FilmStruck was an immediate question mark for WarnerMedia’s new direction. On one hand, in a market dominated by Netflix, Hulu, Amazon, a looming Disney platform and a push for original exclusive content, Turner Classic Movies’ service was the streaming world’s only home for the legacy of Hollywood and the film industry at large. FilmStruck has been a destination for Alfred Hitchcock’s library, Technicolor musicals, Jim Henson’s experimental short films and masterpieces from around the world. With one click, you could watch a Humphrey Bogart classic, the rare early work of Jane Campion or one of the many dramatic epics by acclaimed Japanese filmmaker Akira Kurosawa. FilmStruck was there for cinephiles after the titans of streaming knocked brick-and-mortar video rental stores off the map.
But was it a major part of the business? Probably not.
“[Executives] felt Time Warner overall had too many initiatives,” an executive with insight into the company’s strategy told Variety. “[AT&T] have their hands full. They have no time to think about, ‘What do we do with this growth property?’”
Hearing WarnerMedia CEO John Stankey’s early thoughts on how to rev up the business of HBO — one of the major parts of the business — illuminates why FilmStruck might be a tough sell in the forward-thinking plans of a colossal media company.
“We need hours a day,” Stankey told HBO employees in a closed-door town hall right after the merger (reported on by the New York Times in July). “It’s not hours a week, and it’s not hours a month. We need hours a day. You are competing with devices that sit in people’s hands that capture their attention every 15 minutes.”

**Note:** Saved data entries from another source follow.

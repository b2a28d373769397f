//! # 身份提供商定义
//!
//! 由持久化层加载的只读提供商定义，以及字段映射的结构化表示。

use std::fmt;

use indexmap::IndexMap;
use serde::{Deserialize, Serialize};

use crate::error::{ConversionError, ConversionResult};

use super::secret::SecretRef;
use super::types::ProviderKind;

/// 用户资料字段 → CMS 字段 handle 的映射
///
/// 保留插入顺序，保证序列化往返后与原值一致。
#[derive(Debug, Clone, Default, PartialEq, Eq, Serialize, Deserialize)]
#[serde(transparent)]
pub struct FieldMapping(IndexMap<String, String>);

impl FieldMapping {
    #[must_use]
    pub fn new() -> Self {
        Self::default()
    }

    /// 从存储的 JSON 文本解析
    pub fn from_json(text: &str) -> ConversionResult<Self> {
        serde_json::from_str(text).map_err(ConversionError::MalformedMapping)
    }

    /// 序列化为存储用的 JSON 文本
    pub fn to_json(&self) -> ConversionResult<String> {
        serde_json::to_string(&self.0).map_err(ConversionError::EncodeMapping)
    }

    #[must_use]
    pub fn with(mut self, profile_field: impl Into<String>, handle: impl Into<String>) -> Self {
        self.insert(profile_field, handle);
        self
    }

    pub fn insert(&mut self, profile_field: impl Into<String>, handle: impl Into<String>) {
        self.0.insert(profile_field.into(), handle.into());
    }

    #[must_use]
    pub fn get(&self, profile_field: &str) -> Option<&str> {
        self.0.get(profile_field).map(String::as_str)
    }

    #[must_use]
    pub fn is_empty(&self) -> bool {
        self.0.is_empty()
    }

    #[must_use]
    pub fn len(&self) -> usize {
        self.0.len()
    }

    pub fn iter(&self) -> impl Iterator<Item = (&str, &str)> {
        self.0.iter().map(|(k, v)| (k.as_str(), v.as_str()))
    }
}

impl<K, V> FromIterator<(K, V)> for FieldMapping
where
    K: Into<String>,
    V: Into<String>,
{
    fn from_iter<I: IntoIterator<Item = (K, V)>>(iter: I) -> Self {
        Self(iter.into_iter().map(|(k, v)| (k.into(), v.into())).collect())
    }
}

const fn default_credentials_enabled() -> bool {
    true
}

/// 身份提供商定义
#[derive(Debug, Clone, PartialEq, Eq, Serialize, Deserialize)]
pub struct ProviderDefinition {
    /// 新建时为空，保存后分配且不再变化
    #[serde(default)]
    pub id: Option<i32>,
    pub name: String,
    #[serde(default)]
    pub handle: Option<String>,
    /// 原始类型标识（适配器类名或简称）
    #[serde(rename = "type")]
    pub provider_type: String,
    #[serde(default)]
    pub client_id: SecretRef,
    #[serde(default)]
    pub client_secret: SecretRef,
    #[serde(default)]
    pub field_mapping: Option<FieldMapping>,
    #[serde(default = "default_credentials_enabled")]
    pub credentials_enabled: bool,
}

impl ProviderDefinition {
    #[must_use]
    pub fn new(name: impl Into<String>, provider_type: impl Into<String>) -> Self {
        Self {
            id: None,
            name: name.into(),
            handle: None,
            provider_type: provider_type.into(),
            client_id: SecretRef::default(),
            client_secret: SecretRef::default(),
            field_mapping: None,
            credentials_enabled: true,
        }
    }

    #[must_use]
    pub fn with_credentials(mut self, client_id: &str, client_secret: &str) -> Self {
        self.client_id = SecretRef::parse(client_id);
        self.client_secret = SecretRef::parse(client_secret);
        self
    }

    #[must_use]
    pub fn with_handle(mut self, handle: impl Into<String>) -> Self {
        self.handle = Some(handle.into());
        self
    }

    #[must_use]
    pub fn with_field_mapping(mut self, mapping: FieldMapping) -> Self {
        self.field_mapping = Some(mapping);
        self
    }

    #[must_use]
    pub const fn with_credentials_enabled(mut self, enabled: bool) -> Self {
        self.credentials_enabled = enabled;
        self
    }

    #[must_use]
    pub fn kind(&self) -> ProviderKind {
        ProviderKind::parse(&self.provider_type)
    }

    #[must_use]
    pub fn is_apple_provider(&self) -> bool {
        self.kind().is_apple()
    }

    #[must_use]
    pub const fn is_new(&self) -> bool {
        self.id.is_none()
    }
}

impl fmt::Display for ProviderDefinition {
    fn fmt(&self, f: &mut fmt::Formatter<'_>) -> fmt::Result {
        f.write_str(&self.name)
    }
}

#[cfg(test)]
mod tests {
    use super::*;
    use pretty_assertions::assert_eq;
    use rstest::rstest;

    #[test]
    fn field_mapping_round_trip_preserves_order() {
        let mapping = FieldMapping::new()
            .with("lastName", "surname")
            .with("email", "contactEmail")
            .with("photoURL", "avatar");

        let text = mapping.to_json().unwrap();
        assert_eq!(
            text,
            r#"{"lastName":"surname","email":"contactEmail","photoURL":"avatar"}"#
        );
        assert_eq!(FieldMapping::from_json(&text).unwrap(), mapping);
    }

    #[rstest]
    #[case(&[("名字", "姓名"), ("ville", "città")])]
    #[case(&[("quote\"d", "it's \"fine\"")])]
    #[case(&[("back\\slash", "C:\\Users\\x"), ("tab\t", "line\nbreak")])]
    #[case(&[("", "emptyKey"), ("emptyValue", "")])]
    #[case(&[("emoji", "🙂"), ("nul", "\u{0}")])]
    fn field_mapping_round_trip_any_strings(#[case] pairs: &[(&str, &str)]) {
        let mapping: FieldMapping = pairs.iter().copied().collect();

        let text = mapping.to_json().unwrap();
        let loaded = FieldMapping::from_json(&text).unwrap();

        assert_eq!(loaded, mapping);
        assert_eq!(loaded.iter().collect::<Vec<_>>(), pairs.to_vec());
    }

    #[test]
    fn empty_field_mapping_round_trip() {
        let mapping = FieldMapping::new();
        let text = mapping.to_json().unwrap();
        assert_eq!(text, "{}");
        assert_eq!(FieldMapping::from_json(&text).unwrap(), mapping);
    }

    #[test]
    fn non_string_values_are_rejected() {
        let err = FieldMapping::from_json(r#"{"email": 3}"#).unwrap_err();
        assert!(matches!(err, ConversionError::MalformedMapping(_)));
        assert!(err.to_string().starts_with("字段映射格式错误"));
    }

    #[test]
    fn definition_defaults_and_display() {
        let definition = ProviderDefinition::new("Sign in with Apple", "Hybridauth\\Provider\\Apple");
        assert!(definition.is_new());
        assert!(definition.credentials_enabled);
        assert!(definition.is_apple_provider());
        assert_eq!(definition.to_string(), "Sign in with Apple");
    }

    #[test]
    fn definition_deserializes_with_defaults() {
        let definition: ProviderDefinition = serde_json::from_str(
            r#"{"name": "Google Login", "type": "google", "client_id": "$GOOGLE_ID"}"#,
        )
        .unwrap();

        assert_eq!(definition.kind(), ProviderKind::Google);
        assert_eq!(definition.client_id, SecretRef::EnvRef("GOOGLE_ID".to_string()));
        assert!(definition.client_secret.is_blank());
        assert!(definition.credentials_enabled);
    }
}
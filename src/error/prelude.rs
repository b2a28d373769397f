//! 常用错误类型与宏的统一导入

pub use super::{
    ConfigError, ConfigResult, Context, ConversionError, ConversionResult, ErrorCategory,
    FieldError, ValidationErrors, ValidationKind, Result, SocialError,
};

pub use crate::{config_error, ensure_config, not_found_error};
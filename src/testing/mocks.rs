//! # 测试 Mock 对象

use mockall::mock;

use crate::config::AppleConfig;
use crate::error::Result;
use crate::provider::{ProviderDefinition, ProviderRepository, SecretRef, SecretResolver, SettingsStore};

// Mock 设置存储
mock! {
    pub SettingsStore {}

    impl SettingsStore for SettingsStore {
        fn callback_url(&self) -> Result<String>;
        fn validate_apple_config(&self) -> bool;
        fn apple_config(&self) -> Result<AppleConfig>;
    }
}

// Mock 凭据解析器
mock! {
    pub SecretResolver {}

    impl SecretResolver for SecretResolver {
        fn resolve(&self, secret: &SecretRef) -> Result<String>;
    }
}

// Mock 持久化协作方
mock! {
    pub ProviderRepository {}

    impl ProviderRepository for ProviderRepository {
        fn find(&self, id: i32) -> Result<Option<ProviderDefinition>>;
        fn list(&self) -> Result<Vec<ProviderDefinition>>;
        fn save(&self, definition: ProviderDefinition) -> Result<ProviderDefinition>;
    }
}
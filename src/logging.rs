//! # 日志配置模块
//!
//! 结构化日志宏与 tracing 订阅器初始化。所有日志宏统一携带
//! `request_id`、`stage`、`component`、`operation` 四个字段。

use std::env;
use std::fmt;
use tracing_subscriber::{EnvFilter, fmt as tracing_fmt, layer::SubscriberExt, util::SubscriberInitExt};

/// 日志所处的处理阶段
#[derive(Debug, Clone, Copy, PartialEq, Eq)]
pub enum LogStage {
    Startup,
    Configuration,
    Resolution,
    Hook,
    Validation,
    Db,
}

impl LogStage {
    #[must_use]
    pub const fn as_str(self) -> &'static str {
        match self {
            Self::Startup => "startup",
            Self::Configuration => "configuration",
            Self::Resolution => "resolution",
            Self::Hook => "hook",
            Self::Validation => "validation",
            Self::Db => "db",
        }
    }
}

impl fmt::Display for LogStage {
    fn fmt(&self, f: &mut fmt::Formatter<'_>) -> fmt::Result {
        f.write_str(self.as_str())
    }
}

/// 产生日志的组件
#[derive(Debug, Clone, Copy, PartialEq, Eq)]
pub enum LogComponent {
    Settings,
    SecretResolver,
    ConfigResolver,
    ConfigHook,
    Validator,
    Repository,
    ProviderService,
}

impl LogComponent {
    #[must_use]
    pub const fn as_str(self) -> &'static str {
        match self {
            Self::Settings => "settings",
            Self::SecretResolver => "secret_resolver",
            Self::ConfigResolver => "config_resolver",
            Self::ConfigHook => "config_hook",
            Self::Validator => "validator",
            Self::Repository => "repository",
            Self::ProviderService => "provider_service",
        }
    }
}

impl fmt::Display for LogComponent {
    fn fmt(&self, f: &mut fmt::Formatter<'_>) -> fmt::Result {
        f.write_str(self.as_str())
    }
}

/// 调试日志
#[macro_export]
macro_rules! ldebug {
    ($request_id:expr, $stage:expr, $component:expr, $operation:expr, $message:expr $(, $key:ident = $value:expr)* $(,)?) => {
        ::tracing::debug!(
            request_id = %$request_id,
            stage = %$stage,
            component = %$component,
            operation = $operation,
            $($key = %$value,)*
            "{}",
            $message
        )
    };
}

/// 信息日志
#[macro_export]
macro_rules! linfo {
    ($request_id:expr, $stage:expr, $component:expr, $operation:expr, $message:expr $(, $key:ident = $value:expr)* $(,)?) => {
        ::tracing::info!(
            request_id = %$request_id,
            stage = %$stage,
            component = %$component,
            operation = $operation,
            $($key = %$value,)*
            "{}",
            $message
        )
    };
}

/// 警告日志
#[macro_export]
macro_rules! lwarn {
    ($request_id:expr, $stage:expr, $component:expr, $operation:expr, $message:expr $(, $key:ident = $value:expr)* $(,)?) => {
        ::tracing::warn!(
            request_id = %$request_id,
            stage = %$stage,
            component = %$component,
            operation = $operation,
            $($key = %$value,)*
            "{}",
            $message
        )
    };
}

/// 错误日志
#[macro_export]
macro_rules! lerror {
    ($request_id:expr, $stage:expr, $component:expr, $operation:expr, $message:expr $(, $key:ident = $value:expr)* $(,)?) => {
        ::tracing::error!(
            request_id = %$request_id,
            stage = %$stage,
            component = %$component,
            operation = $operation,
            $($key = %$value,)*
            "{}",
            $message
        )
    };
}

/// 默认过滤规则：本 crate 调试级别，sea-orm 仅警告
fn default_filter(level: &str) -> String {
    format!("{level},social_login=debug,sea_orm=warn,sqlx=warn")
}

/// 初始化日志系统
///
/// `RUST_LOG` 存在时优先生效。重复初始化时静默忽略，便于测试中多次调用。
pub fn init_logging(log_level: Option<&str>) {
    let level = log_level.unwrap_or("info");
    let log_filter = env::var("RUST_LOG").unwrap_or_else(|_| default_filter(level));

    let result = tracing_subscriber::registry()
        .with(EnvFilter::try_from_default_env().unwrap_or_else(|_| log_filter.into()))
        .with(
            tracing_fmt::layer()
                .with_target(true)
                .with_level(true)
                .with_thread_ids(false)
                .with_thread_names(false)
                .with_file(false)
                .with_line_number(false)
                .compact(),
        )
        .try_init();

    if result.is_ok() {
        crate::ldebug!(
            "system",
            LogStage::Startup,
            LogComponent::Settings,
            "init_logging",
            "日志系统初始化完成",
            level = level
        );
    }
}
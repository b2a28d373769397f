//! 设置文件加载错误

use thiserror::Error;

#[derive(Debug, Error)]
pub enum ConfigError {
    #[error("设置文件解析失败: {0}")]
    Parse(#[from] toml::de::Error),

    #[error("设置项 '{field}' 无效: {message}")]
    Invalid { field: String, message: String },
}
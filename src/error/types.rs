//! # 错误类型定义

use thiserror::Error;

use super::{ConfigError, ConversionError, ErrorCategory, ValidationErrors};

/// 社交登录核心的主要错误类型
#[derive(Debug, Error)]
pub enum SocialError {
    /// 配置相关错误（设置文件、Apple 配置块）
    #[error("配置错误: {message}")]
    Config {
        message: String,
        #[source]
        source: Option<anyhow::Error>,
    },

    /// 提供商定义校验失败
    #[error("校验错误: {0}")]
    Validation(#[from] ValidationErrors),

    /// 资源未找到
    #[error("{resource_type}未找到: {identifier}")]
    NotFound {
        resource_type: String,
        identifier: String,
    },

    /// 密钥解析错误
    #[error("密钥解析错误: {message}")]
    Secret {
        message: String,
        #[source]
        source: Option<anyhow::Error>,
    },

    /// 序列化/反序列化错误
    #[error("序列化错误: {message}")]
    Serialization {
        message: String,
        #[source]
        source: anyhow::Error,
    },

    /// 存储协作方错误
    #[error("存储错误: {message}")]
    Storage { message: String },

    /// 附加上下文的错误
    #[error("{context}: {source}")]
    Context {
        context: String,
        #[source]
        source: Box<SocialError>,
    },
}

impl SocialError {
    /// 错误分类，用于区分调用方错误与运维错误
    #[must_use]
    pub fn category(&self) -> ErrorCategory {
        match self {
            Self::Validation(_) | Self::NotFound { .. } => ErrorCategory::Client,
            Self::Context { source, .. } => source.category(),
            Self::Config { .. }
            | Self::Secret { .. }
            | Self::Serialization { .. }
            | Self::Storage { .. } => ErrorCategory::Server,
        }
    }

    /// 去掉上下文包装后的根错误
    #[must_use]
    pub fn root(&self) -> &Self {
        match self {
            Self::Context { source, .. } => source.root(),
            other => other,
        }
    }

    /// 是否为配置错误
    #[must_use]
    pub fn is_config(&self) -> bool {
        matches!(self.root(), Self::Config { .. })
    }

    /// 是否为资源未找到错误
    #[must_use]
    pub fn is_not_found(&self) -> bool {
        matches!(self.root(), Self::NotFound { .. })
    }

    /// 校验错误列表（如果是校验错误）
    #[must_use]
    pub fn validation_errors(&self) -> Option<&ValidationErrors> {
        match self.root() {
            Self::Validation(errors) => Some(errors),
            _ => None,
        }
    }

    /// 创建配置错误
    pub fn config<T: Into<String>>(message: T) -> Self {
        Self::Config {
            message: message.into(),
            source: None,
        }
    }

    /// 创建带来源的配置错误
    pub fn config_with_source<T: Into<String>, E: Into<anyhow::Error>>(
        message: T,
        source: E,
    ) -> Self {
        Self::Config {
            message: message.into(),
            source: Some(source.into()),
        }
    }

    /// 创建资源未找到错误
    pub fn not_found<T: Into<String>, I: Into<String>>(resource_type: T, identifier: I) -> Self {
        Self::NotFound {
            resource_type: resource_type.into(),
            identifier: identifier.into(),
        }
    }

    /// 创建密钥解析错误
    pub fn secret<T: Into<String>>(message: T) -> Self {
        Self::Secret {
            message: message.into(),
            source: None,
        }
    }

    /// 创建带来源的密钥解析错误
    pub fn secret_with_source<T: Into<String>, E: Into<anyhow::Error>>(
        message: T,
        source: E,
    ) -> Self {
        Self::Secret {
            message: message.into(),
            source: Some(source.into()),
        }
    }

    /// 创建序列化错误
    pub fn serialization<T: Into<String>, E: Into<anyhow::Error>>(message: T, source: E) -> Self {
        Self::Serialization {
            message: message.into(),
            source: source.into(),
        }
    }

    /// 创建存储错误
    pub fn storage<T: Into<String>>(message: T) -> Self {
        Self::Storage {
            message: message.into(),
        }
    }
}

// 自动转换常见错误类型
impl From<ConfigError> for SocialError {
    fn from(err: ConfigError) -> Self {
        Self::config_with_source("配置加载失败", err)
    }
}

impl From<toml::de::Error> for SocialError {
    fn from(err: toml::de::Error) -> Self {
        Self::config_with_source("TOML解析失败", err)
    }
}

impl From<ConversionError> for SocialError {
    fn from(err: ConversionError) -> Self {
        Self::serialization("记录转换失败", err)
    }
}

impl From<serde_json::Error> for SocialError {
    fn from(err: serde_json::Error) -> Self {
        Self::serialization("JSON处理失败", err)
    }
}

The cancellation of FilmStruck arrives on the heels of two other WarnerMedia cuts: the abruptly shut-down DramaFever, a subscription VOD service specializing in Korean dramas, which was cut this month; and the digital comedy platform Super Deluxe, whose plug was pulled just last week. It’s unclear how the strategic restructuring could affect other WarnerMedia platforms, including Turner Broadcasting, which operates Cartoon Network’s Boomerang streaming service, and Otter Media, which owns Crunchyroll, VRV and Rooster Teeth.
With a new streaming platform on the horizon, there’s hope that the libraries of the Criterion Collection, Warner Archives, Icarus Films, Janus Films, Oscilloscope Laboratories, Shout! Factory, MGM and many, many more could find a home in a post-FilmStruck world. But if they don’t, what then?